Se obtuvieron los siguientes clones de hibridoma de este modo:
Tabla 1:
imagen1
Prueba de rastreo para anticuerpos monoclonales con especificidad para IgG humano, agregado.
Se recubre MTP recubiertos de estreptavidina con IgG1 o IgG3 humano biotinilado. Posteriormente, son incubados con el anticuerpo monoclonal en el sobrenadante de cultivo de células. A continuación, los anticuerpos unidos son detectados de la manera usual utilizando un IgM-POD antiratón por reacción con sustrato POD.
Determinación de la especificidad de la subclase utilizando IgG humano unido a una fase sólida.
Para determinar la especificidad de los anticuerpos en el sobrenadante de cultivo de las células de hibridoma, se recubren MPT (Placas de Micro Titulación) recubiertas con estreptavidina recombinante (MicroCoat Company, Nº de pedido 12-K 96 N) con 1 µg/ml de h-IgG (=H-IgG-Bi) biotinilado de subclase 1 o 2 o 3 o 4 en tampón de incubación. Dado que IgG unida a través de biotina a una fase sólida se comporta como IgG polímera, agregada, este sistema experimental puede ser utilizado para determinar la especificidad de la subclase. Para ello, se incuban 100 µl de solución H-IgG-Bi por pocillo durante 60 minutos a temperatura ambiente con agitación y se efectúa subsiguientemente lavado 3 veces con 0,9% NaCl / 0,05%Tween 20.
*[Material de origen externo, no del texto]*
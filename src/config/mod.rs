mod basic;
mod cache;
mod storage;

pub use basic::BasicConfig;
pub use cache::CacheConfig;
pub use storage::StorageConfig;

use figment::{
    Figment,
    providers::{Env, Format, Serialized, Toml},
};
use serde::{Deserialize, Serialize};
use std::{path::PathBuf, sync::LazyLock};

/// Application configuration managed by Figment.
#[derive(Debug, Clone, Deserialize, Serialize, Default)]
pub struct Config {
    /// Core server configuration (see `basic` table in config.toml).
    #[serde(default)]
    pub basic: BasicConfig,

    /// Object storage used for presigned uploads (see `storage` table in config.toml).
    #[serde(default)]
    pub storage: StorageConfig,

    /// Tagged read cache (see `cache` table in config.toml).
    #[serde(default)]
    pub cache: CacheConfig,
}

const DEFAULT_CONFIG_FILE: &str = "config.toml";
const ENV_PREFIX: &str = "FITSITE_";

impl Config {
    /// Builds a Figment that merges defaults, an optional config TOML file and
    /// `FITSITE_`-prefixed environment variables (`__` separates tables,
    /// e.g. `FITSITE_BASIC__REVALIDATE_TOKEN`).
    pub fn figment() -> Figment {
        let mut figment = Figment::new().merge(Serialized::defaults(Config::default()));
        if PathBuf::from(DEFAULT_CONFIG_FILE).is_file() {
            figment = figment.merge(Toml::file(DEFAULT_CONFIG_FILE));
        }
        figment.merge(Env::prefixed(ENV_PREFIX).split("__"))
    }

    /// Loads configuration without validating required fields.
    pub fn from_sources() -> Self {
        Self::figment()
            .extract()
            .unwrap_or_else(|err| panic!("failed to extract configuration: {err}"))
    }

    /// Loads configuration and validates required fields. Binaries should use this one.
    pub fn load() -> Self {
        let cfg = Self::from_sources();
        if let Err(problems) = cfg.validate() {
            panic!("invalid configuration: {}", problems.join("; "));
        }
        cfg
    }

    pub fn validate(&self) -> Result<(), Vec<String>> {
        let mut problems = Vec::new();
        if self.basic.revalidate_token.trim().is_empty() {
            problems.push("basic.revalidate_token must be set and non-empty".to_string());
        }
        problems.extend(self.storage.missing_fields().into_iter().map(|field| {
            format!("storage.{field} must be set and non-empty")
        }));

        if problems.is_empty() {
            Ok(())
        } else {
            Err(problems)
        }
    }
}

/// Global, lazily-initialized configuration instance.
pub static CONFIG: LazyLock<Config> = LazyLock::new(Config::load);

#[cfg(test)]
mod tests {
    use super::*;

    #[test]
    fn default_config_reports_missing_secrets() {
        let problems = Config::default().validate().unwrap_err();
        assert!(problems.iter().any(|p| p.contains("revalidate_token")));
        assert!(problems.iter().any(|p| p.contains("storage.bucket")));
    }

    #[test]
    fn complete_config_validates() {
        let mut cfg = Config::default();
        cfg.basic.revalidate_token = "s3cret".to_string();
        cfg.storage.account_id = "acct".to_string();
        cfg.storage.access_key_id = "AKID".to_string();
        cfg.storage.secret_access_key = "SECRET".to_string();
        cfg.storage.bucket = "site-media".to_string();
        assert!(cfg.validate().is_ok());
    }
}
use crate::server::router::SiteState;
use axum::{
    Json,
    extract::FromRequestParts,
    http::{HeaderMap, StatusCode, request::Parts},
    response::{IntoResponse, Response},
};
use axum_extra::headers::{Authorization, HeaderMapExt, authorization::Bearer};
use fitsite_schema::ApiErrorBody;
use subtle::ConstantTimeEq;

fn extract_admin_token(headers: &HeaderMap) -> Option<String> {
    if let Some(k) = headers.get("x-admin-key").and_then(|v| v.to_str().ok()) {
        return Some(k.to_string());
    }
    headers
        .typed_get::<Authorization<Bearer>>()
        .map(|auth| auth.token().to_string())
}

/// Admin routes guard. With no `basic.admin_key` configured the admin API is open.
#[derive(Debug, Clone, Copy)]
pub struct RequireAdminKey;

impl FromRequestParts<SiteState> for RequireAdminKey {
    type Rejection = AuthError;

    async fn from_request_parts(
        parts: &mut Parts,
        state: &SiteState,
    ) -> Result<Self, Self::Rejection> {
        let expected = state.admin_key.as_ref();
        if expected.is_empty() {
            return Ok(RequireAdminKey);
        }

        match extract_admin_token(&parts.headers) {
            Some(key) => {
                if key.as_bytes().ct_eq(expected.as_bytes()).into() {
                    Ok(RequireAdminKey)
                } else {
                    Err(AuthError::InvalidKey)
                }
            }
            None => Err(AuthError::MissingKey),
        }
    }
}

pub enum AuthError {
    MissingKey,
    InvalidKey,
}

impl IntoResponse for AuthError {
    fn into_response(self) -> Response {
        let reason = match self {
            AuthError::MissingKey => "Missing admin key",
            AuthError::InvalidKey => "Invalid admin key",
        };
        (StatusCode::UNAUTHORIZED, Json(ApiErrorBody::new(reason))).into_response()
    }
}
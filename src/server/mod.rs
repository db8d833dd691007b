pub mod guards;
pub mod router;
pub mod routes;
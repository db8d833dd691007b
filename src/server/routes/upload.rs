use crate::error::SiteError;
use crate::server::router::SiteState;
use crate::storage::{ObjectKey, ObjectKeyError};
use axum::{
    Json, Router, extract::State, extract::rejection::JsonRejection, routing::post,
};
use fitsite_schema::{UploadUrlRequest, UploadUrlResponse};
use tracing::info;

/// POST /api/r2-upload
///
/// Returns a presigned PUT URL and the object key the client should store.
/// The client must upload with the same `Content-Type` it asked for.
pub async fn upload_url_handler(
    State(state): State<SiteState>,
    payload: Result<Json<UploadUrlRequest>, JsonRejection>,
) -> Result<Json<UploadUrlResponse>, SiteError> {
    let Json(req) = payload?;

    let file_type = req
        .file_type_str()
        .filter(|t| !t.is_empty())
        .ok_or(ObjectKeyError::MissingFileType)?;

    let key = ObjectKey::generate(file_type, req.folder.as_deref(), &state.default_folder)?
        .to_string();
    let url = state.presigner.presign_put(&key, file_type);

    info!(
        key = %key,
        file_type = %file_type,
        expires_secs = state.presigner.expires().as_secs(),
        "upload url issued"
    );

    Ok(Json(UploadUrlResponse {
        url: url.to_string(),
        key,
    }))
}

pub fn router() -> Router<SiteState> {
    Router::new().route("/api/r2-upload", post(upload_url_handler))
}
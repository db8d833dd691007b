//! Object storage: upload key generation and SigV4 presigned upload URLs.
//!
//! Uploads never pass through this service. Clients ask for a presigned PUT
//! URL, upload straight to the bucket, then store the returned key on the
//! content row.

mod key;
mod presign;
mod public;

pub use key::{ObjectKey, ObjectKeyError};
pub use presign::{PresignError, Presigner};
pub use public::object_url;
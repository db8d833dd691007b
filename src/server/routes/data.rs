use crate::db::{SelectQuery, TableRows};
use crate::error::SiteError;
use crate::server::router::SiteState;
use axum::{
    Json, Router,
    extract::{Query, State, rejection::QueryRejection},
    routing::get,
};
use serde::Deserialize;
use tracing::debug;

#[derive(Debug, Default, Deserialize)]
pub struct DataParams {
    pub table: Option<String>,
    pub order: Option<String>,
    pub ascending: Option<String>,
}

impl DataParams {
    /// Anything but the literal `false` sorts ascending.
    pub fn ascending(&self) -> bool {
        self.ascending.as_deref() != Some("false")
    }

    pub fn to_query(&self) -> Result<SelectQuery, SiteError> {
        let table = self
            .table
            .as_deref()
            .filter(|t| !t.trim().is_empty())
            .ok_or_else(|| SiteError::InvalidRequest("table is required".to_string()))?;
        SelectQuery::parse(table, self.order.as_deref(), self.ascending())
    }
}

/// GET /api/data?table=..&order=..&ascending=..
pub async fn data_handler(
    State(state): State<SiteState>,
    params: Result<Query<DataParams>, QueryRejection>,
) -> Result<Json<TableRows>, SiteError> {
    let Query(params) = params?;
    let query = params.to_query()?;
    debug!(table = %query.table, order = ?query.order, "data read");
    Ok(Json(state.content.select(query).await?))
}

pub fn router() -> Router<SiteState> {
    Router::new().route("/api/data", get(data_handler))
}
En la fase siguiente, 100 µl de la solución de anticuerpo a examinar (sobrenadante de cultivo) se añaden a un pocillo dotado de recubrimiento y se incuba durante 1 hora a temperatura ambiente con agitación. Después de lavar 3 veces con solución al 0,9% de cloruro sódico / 0,05% Tween 20, 100 µl de un fragmento etiquetado POD (Fab’)2 de un anticuerpo pokiclonal de IgM de cabra contra ratón (Dianova Company, Nº de pedido 115-036-075, concentración utilizada 0,16 µg/ml de tampón de incubación) se añaden en cada caso para detectar anticuerpo único de la muestra, incubado durante 1 hora a temperatura ambiente con agitación y lavado posteriormente 3 veces con solución de cloruro sódico a 0,9% / 0,05% Tween® 20.
Finalmente, se añaden 100 µl/pocillo de sustrato ABTS® (Roche Diagnostics GmbH, Nº de pedido 1684 302) y se mide la absorbancia a 405/492 nm después de 30 minutos a temperatura ambiente en un lector de microplacas
MR700 de Dynatech Company.
Tampón de incubación:
40 mM Na fosfato pH 7,4
200 mM Na tartrato
0,1% Tween 20
0,2% albumina de suero bovino
Determinación de la reactividad/reacción cruzada con IgG1 humano monómero.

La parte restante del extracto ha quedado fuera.